For Seton Hill students and business partners Fitzgerald Robertson and Halie Torris, the opportunity to meet and learn from some of the nation’s top entrepreneurs at HSN’s American Dreams Academy and then pitch their products to representatives from the multichannel retailer was life-changing.
The pair, who own Gray Hemlock, an online retailer of fair trade jewelry that sells for under $30, were selected for the three-day academy in Washington, D.C. in November. They learned from entrepreneurs such as FUBU founder and president and “Shark Tank” investor Daymond John and Stacey Schieffelin, CEO and Founder of YBF Beauty.
“It was truly an experience that I will never forget,” said Torris, a graphic design major from South Park, Pa. “From the minute I walked through the doors, the community of entrepreneurs had an indescribable energy about them. It felt like a family. There’s something about being in a room with an array of like-minded people that is extremely palpable.”

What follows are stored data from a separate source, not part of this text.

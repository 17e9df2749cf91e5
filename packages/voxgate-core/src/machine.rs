//! Turn state machine: coordinates transcription, conversation memory, and
//! the frame scheduler for a voice turn, and memory plus the scheduler alone
//! for a text turn, enforcing the full phase transition table.
//!
//! All transitions for a given session are serialised through
//! [`Session::lock`]; the lock is released before any provider I/O (STT,
//! LLM, TTS) so a slow provider call never blocks a concurrent heartbeat or
//! backpressure update for the same session.

use std::sync::Arc;

use bytes::Bytes;
use tokio::sync::mpsc;

use crate::adapters::{AudioContainer, SttAdapter, TtsAdapter};
use crate::error::GatewayError;
use crate::events::{EventEmitter, GatewayEvent};
use crate::memory::Memory;
use crate::scheduler::FrameScheduler;
use crate::session::{Phase, Session};

/// Canned apologetic reply used when the LLM adapter fails mid-turn. Per the
/// error-handling policy, an LLM failure does not strand the session: it
/// still proceeds to Speaking with this text instead of the real reply, and
/// memory is left unmutated (the failed turn is never appended).
const LLM_FAILURE_APOLOGY: &str = "Sorry, I had trouble forming a response. Could you say that again?";

/// Coordinates one session's voice/text turns against its memory, adapters,
/// and the frame scheduler.
pub struct SessionMachine {
    session: Arc<Session>,
    memory: Arc<Memory>,
    stt: Arc<dyn SttAdapter>,
    tts: Arc<dyn TtsAdapter>,
    scheduler: Arc<FrameScheduler>,
    emitter: Arc<dyn EventEmitter>,
    frame_tx: mpsc::Sender<Bytes>,
    default_voice_id: String,
}

impl SessionMachine {
    #[allow(clippy::too_many_arguments)]
    pub fn new(
        session: Arc<Session>,
        memory: Arc<Memory>,
        stt: Arc<dyn SttAdapter>,
        tts: Arc<dyn TtsAdapter>,
        scheduler: Arc<FrameScheduler>,
        emitter: Arc<dyn EventEmitter>,
        frame_tx: mpsc::Sender<Bytes>,
        default_voice_id: String,
    ) -> Self {
        Self {
            session,
            memory,
            stt,
            tts,
            scheduler,
            emitter,
            frame_tx,
            default_voice_id,
        }
    }

    fn session_id(&self) -> String {
        self.session.id.to_string()
    }

    fn reject_invalid(&self, attempted: &str, current: Phase) {
        log::warn!(
            "[SessionMachine] rejected {} in phase {:?}: session={}",
            attempted,
            current,
            self.session_id()
        );
        self.emitter.emit(
            &self.session_id(),
            GatewayEvent::TranscriptionError {
                error: format!("{attempted} is not valid in the current phase"),
                kind: GatewayError::InvalidState(attempted.to_string()).kind().to_string(),
            },
        );
    }

    /// `start_voice_recording`: Idle → Listening; clears `audio_in`.
    pub async fn start_voice_recording(&self) {
        let mut state = self.session.lock().await;
        if state.phase != Phase::Idle {
            let phase = state.phase;
            drop(state);
            self.reject_invalid("start_voice_recording", phase);
            return;
        }
        state.audio_in.clear();
        state.audio_in_format = None;
        state.phase = Phase::Listening;
        drop(state);
        self.session.touch();
        self.emitter
            .emit(&self.session_id(), GatewayEvent::VoiceRecordingStarted);
    }

    /// `voice_chunk`: append to `audio_in` if Listening; else reject.
    pub async fn voice_chunk(&self, data: Vec<u8>, format: &str) {
        let mut state = self.session.lock().await;
        if state.phase != Phase::Listening {
            let phase = state.phase;
            drop(state);
            self.reject_invalid("voice_chunk", phase);
            return;
        }
        state.audio_in.extend_from_slice(&data);
        if let Some(container) = AudioContainer::parse(format) {
            state.audio_in_format = Some(container);
        }
        drop(state);
        self.session.touch();
    }

    /// `voice_data`: replace `audio_in` and begin transcription. Accepted
    /// from Idle (one-shot submission) or Listening (replacing accumulated
    /// chunks); any other phase is rejected.
    pub async fn voice_data(&self, data: Vec<u8>, format: &str) {
        {
            let mut state = self.session.lock().await;
            if !matches!(state.phase, Phase::Idle | Phase::Listening) {
                let phase = state.phase;
                drop(state);
                self.reject_invalid("voice_data", phase);
                return;
            }
            state.audio_in = data;
            state.audio_in_format = AudioContainer::parse(format);
            state.phase = Phase::Transcribing;
        }
        self.session.touch();
        self.run_transcription().await;
    }

    /// `stop_voice_recording`: Listening → Transcribing, then runs STT.
    pub async fn stop_voice_recording(&self) {
        {
            let mut state = self.session.lock().await;
            if state.phase != Phase::Listening {
                let phase = state.phase;
                drop(state);
                self.reject_invalid("stop_voice_recording", phase);
                return;
            }
            state.phase = Phase::Transcribing;
        }
        self.session.touch();
        self.run_transcription().await;
    }

    /// `cancel_voice_input`: Listening → Idle; discards the buffer.
    pub async fn cancel_voice_input(&self) {
        let mut state = self.session.lock().await;
        if state.phase != Phase::Listening {
            let phase = state.phase;
            drop(state);
            self.reject_invalid("cancel_voice_input", phase);
            return;
        }
        state.audio_in.clear();
        state.audio_in_format = None;
        state.phase = Phase::Idle;
        drop(state);
        self.session.touch();
    }

    /// Runs the STT call and the Transcribing → Thinking | Error → Idle
    /// transitions, shared by `stop_voice_recording` and `voice_data`.
    async fn run_transcription(&self) {
        self.emitter
            .emit(&self.session_id(), GatewayEvent::TranscriptionStarted);

        let (bytes, format) = {
            let state = self.session.lock().await;
            (state.audio_in.clone(), state.audio_in_format)
        };

        let result = match format {
            Some(container) => self.stt.transcribe(&bytes, container).await,
            None => Err(GatewayError::AudioUnsupported("unrecognised container format".into())),
        };

        match result {
            Ok(text) => {
                {
                    let mut state = self.session.lock().await;
                    state.audio_in.clear();
                    state.phase = Phase::Thinking;
                }
                self.emitter.emit(
                    &self.session_id(),
                    GatewayEvent::TranscriptionComplete { text: text.clone() },
                );
                self.memory.append_user(text);
                self.run_thinking().await;
            }
            Err(e) => {
                {
                    let mut state = self.session.lock().await;
                    state.audio_in.clear();
                    state.phase = Phase::Idle;
                }
                self.emitter.emit(
                    &self.session_id(),
                    GatewayEvent::TranscriptionError {
                        error: e.to_string(),
                        kind: e.kind().to_string(),
                    },
                );
            }
        }
    }

    /// `conversation_text_input`: Idle → Thinking; appends the user turn.
    pub async fn conversation_text_input(&self, text: String) {
        {
            let mut state = self.session.lock().await;
            if state.phase != Phase::Idle {
                let phase = state.phase;
                drop(state);
                self.reject_invalid("conversation_text_input", phase);
                return;
            }
            state.phase = Phase::Thinking;
        }
        self.session.touch();
        self.memory.append_user(text);
        self.run_thinking().await;
    }

    /// Runs the LLM call and the Thinking → Speaking transition (auto-TTS).
    /// An LLM failure does not strand the session in Error: it speaks a
    /// canned apology instead, per the error-handling policy, and memory is
    /// left unmutated for the failed turn.
    async fn run_thinking(&self) {
        self.emitter.emit(&self.session_id(), GatewayEvent::AiThinking);

        let reply = match self.memory.next_response().await {
            Ok(text) => text,
            Err(e) => {
                log::warn!(
                    "[SessionMachine] llm failure, using canned reply: session={}, error={}",
                    self.session_id(),
                    e
                );
                LLM_FAILURE_APOLOGY.to_string()
            }
        };

        self.emitter.emit(
            &self.session_id(),
            GatewayEvent::AiResponseComplete { text: reply.clone() },
        );

        let voice_id = self.default_voice_id.clone();
        self.begin_speaking(reply, voice_id).await;
    }

    /// `start_tts`: Idle|Speaking → Speaking; direct TTS with literal text,
    /// bypassing memory. Cancels any prior stream first.
    pub async fn start_tts(&self, text: String, voice_id: Option<String>) {
        {
            let state = self.session.lock().await;
            if !matches!(state.phase, Phase::Idle | Phase::Speaking) {
                let phase = state.phase;
                drop(state);
                self.reject_invalid("start_tts", phase);
                return;
            }
        }
        self.session.touch();
        let voice_id = voice_id.unwrap_or_else(|| self.default_voice_id.clone());
        self.begin_speaking(text, voice_id).await;
    }

    /// `stop_tts`: cancels the active stream if any. Idempotent.
    pub async fn stop_tts(&self) {
        let cancel = {
            let state = self.session.lock().await;
            state.stream_cancel.clone()
        };
        if let Some(cancel) = cancel {
            cancel.cancel();
        }
        self.session.touch();
    }

    /// Cancels any active stream, awaiting its cancellation, then starts a
    /// new one and transitions the session into Speaking. On completion (or
    /// error, or cancellation) the spawned watcher returns the session to
    /// Idle.
    async fn begin_speaking(&self, text: String, voice_id: String) {
        let prior = {
            let mut state = self.session.lock().await;
            state.stream_cancel.take()
        };
        if let Some(prior) = prior {
            prior.cancel();
        }

        let handle = self.scheduler.start(
            self.session.clone(),
            self.tts.clone(),
            self.emitter.clone(),
            text,
            voice_id,
            self.frame_tx.clone(),
        );

        let cancel_for_session = handle.cancel_token();
        {
            let mut state = self.session.lock().await;
            state.phase = Phase::Speaking;
            state.stream_cancel = Some(cancel_for_session);
        }

        let session = self.session.clone();
        tokio::spawn(async move {
            handle.join().await;
            let mut state = session.lock().await;
            if matches!(state.phase, Phase::Speaking) {
                state.phase = Phase::Idle;
                state.stream_cancel = None;
            }
        });
    }

    /// `audio_buffer_status`: updates backpressure metrics, regardless of
    /// phase.
    pub async fn audio_buffer_status(&self, buffer_frames: u32, underrun_count: u32) {
        self.session.update_buffer_status(buffer_frames, underrun_count);
    }

    /// `heartbeat`: ack only; updates `last_activity_at`.
    pub async fn heartbeat(&self, t: i64) {
        self.session.touch();
        self.emitter
            .emit(&self.session_id(), GatewayEvent::HeartbeatAck { t });
    }

    /// `clear_conversation`: resets memory, preserving the system turn.
    pub async fn clear_conversation(&self) {
        self.memory.reset();
        self.session.touch();
    }
}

She added, “The best piece of advice that I got was from Stacey Schieffelin and her advice was to be authentic, to be honest, and to be approachable.”
“It was an amazing experience, and we enjoyed every minute of the journey,” said Robertson, a business administration student from Brooklyn, NY. “We met Linda McMahon, the Administrator of the Small Business Administration, and presented her with one of the American flag hand-crocheted bracelets from our collection. These bracelets are handmade by over 200 artisans in the Kathmandu Valley of Nepal, helping them to overcome poverty.”
The entrepreneurs were recommended to the conference by Seton Hill alumna and Trustee Carmen Rivera-Bauza, vice president and chief merchandising officer at HSN, Inc., whom they met on the Seton Hill campus earlier in the fall.
During the conference, Robertson and Torris attended educational sessions led by established entrepreneurs. They also participated in a video shoot for HSN, which may be used on the company’s social media channels.
On the final day, they had the opportunity to pitch their product line to HSN officials for possible sales through the multiplatform retailer.
Robertson and Torris originally launched Gray Hemlock in December of 2016 as an online marketplace for men's and women's fashion accessories. However, in January 2017, the business owners viewed the documentary, "The True Cost,” which highlights the status quo of fashion manufacturing – that a large portion of fashion products are produced in deplorable conditions.
Gray Hemlock relaunched in May 2017 as an online marketplaces selling affordable fair trade fashion. Their products are made by artisans in Nepal, Rwanda, Massachusetts, North Carolina, Texas, Costa Rica, Mexico, Ecuador and Uganda who receive fair wages under proper working conditions and utilize no child labor.